ライオンは、同社独自の酵素高濃度処方とナノ洗浄処方で、手ごわいこびりつきや油汚れも軽い力でラクに落とせる『CHARMY Magica 酵素+(プラス)』 を、4月4日から改良新発売。ライオン台所用洗剤史上最強の洗浄力として生まれ変わる。それに先駆け3月8日、蔵前ライオン本社で新商品発表会と、味の素冷凍食品との企業共創プロジェクト「冷凍餃子フライパンチャレンジ」の検証報告会を実施した。
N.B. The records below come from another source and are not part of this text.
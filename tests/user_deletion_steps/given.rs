//! Given steps for user deletion BDD scenarios.

use super::world::{UserDeletionWorld, run_async, user_id};
use eyre::WrapErr;
use mockable::DefaultClock;
use rstest_bdd_macros::given;
use taskdesk::task::{
    domain::{NewTask, TaskStatus},
    ports::TaskRepository,
};

#[given("a registered user {user:u64}")]
fn registered_user(world: &mut UserDeletionWorld, user: u64) -> Result<(), eyre::Report> {
    world
        .users
        .register(user_id(user)?)
        .wrap_err("register scenario user")?;
    Ok(())
}

#[given(r#"user {user:u64} owns a task named "{name}""#)]
fn user_owns_task(
    world: &mut UserDeletionWorld,
    user: u64,
    name: String,
) -> Result<(), eyre::Report> {
    let new_task = NewTask::new(name, "", TaskStatus::Pending, user_id(user)?, &DefaultClock)
        .wrap_err("build scenario task")?;
    run_async(world.tasks.create(&new_task)).wrap_err("store scenario task")?;
    Ok(())
}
新商品発表会では、ライオンの松石達矢ホームケア事業部Magicaブランドマネジャーが開発の狙いと商品特長について説明。同社調べによると、台所用洗剤を購入する際、最も重視する点として洗浄力が挙げられているが約7割の人が洗浄力に対して十分に満足していないことがわかった。そこで、「ライオンの総力を尽くし、洗浄力という課題に真摯に向き合った。懸命な研究の結果、ついにライオン台所用洗剤史上最強の洗浄力を持つ製品が完成した」

『CHARMY Magica 酵素+』の商品特長は、(1)ライオン台所用洗剤史上最強の洗浄力。酵素高濃度処方により、油汚れだけでなく、食べ物汚れに多く存在するでんぷん・たんぱく質も分解し、生活者に最も落としにくいと思われているカレーなどの手ごわいこびりつき汚れも軽い力で落とせる。(2)独自のナノ洗浄メカニズムで、油汚れをサラサラ落とせる。独自の洗浄メカニズムで手ごわい油汚れをナノレベルまで分解し、手早く食器を洗い上げる。(3)スポンジの除菌、食器・調理用具のウイルス除去ができる。(4)選べる2つの香り。フルーティなオレンジの香りとフレッシュなピーチの香りの2種類から選べる。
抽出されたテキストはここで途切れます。